» RECORDED INFORMATION:
*-*-*

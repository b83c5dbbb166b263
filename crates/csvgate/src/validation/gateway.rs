//! Runs the validator over mapped rows and keys the results by source row.

use std::collections::BTreeMap;

use crate::mapping::MappedRow;
use crate::schema::SchemaDocument;

use super::validators::RecordValidator;

/// A mapped row together with its position in the normalized line sequence.
#[derive(Debug, Clone, PartialEq, Eq)]
pub struct SourceRow {
    /// Zero-based index into the normalized lines, skipped lines included.
    pub line_index: usize,
    pub record: MappedRow,
}

impl SourceRow {
    /// One-based row number used in error reports.
    pub fn row_number(&self) -> usize {
        self.line_index + 1
    }
}

/// Per-row error lists keyed by one-based source row number.
pub type ContentErrors = BTreeMap<usize, Vec<String>>;

/// Sequences validation of data rows against one schema document.
pub struct ValidationGateway<'a> {
    validator: &'a dyn RecordValidator,
    schema: &'a SchemaDocument,
}

impl<'a> ValidationGateway<'a> {
    pub fn new(validator: &'a dyn RecordValidator, schema: &'a SchemaDocument) -> Self {
        Self { validator, schema }
    }

    /// Validate one record.
    pub fn validate_row(&self, record: &MappedRow) -> Vec<String> {
        self.validator.validate(self.schema, record)
    }

    /// Validate every row; rows without errors are left out of the result.
    ///
    /// An inactive schema validates nothing.
    pub fn validate_rows(&self, rows: &[SourceRow]) -> ContentErrors {
        let mut content = ContentErrors::new();
        if !self.schema.is_active() {
            return content;
        }

        for row in rows {
            let errors = self.validate_row(&row.record);
            if !errors.is_empty() {
                tracing::debug!(row = row.row_number(), errors = errors.len(), "row failed validation");
                content.insert(row.row_number(), errors);
            }
        }

        content
    }
}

*-*-*

» PROBLEM TO WORK ON: I'd like an exact copy of the lines above, from the very first one through the line that contains "use super::validators::RecordValidator;", with nothing else added.

» TASK OUTPUT:
repository b83c5dbbb166b263
filename crates/csvgate/src/validation/gateway.rs
//! Runs the validator over mapped rows and keys the results by source row.

use std::collections::BTreeMap;

use crate::mapping::MappedRow;
use crate::schema::SchemaDocument;

use super::validators::RecordValidator;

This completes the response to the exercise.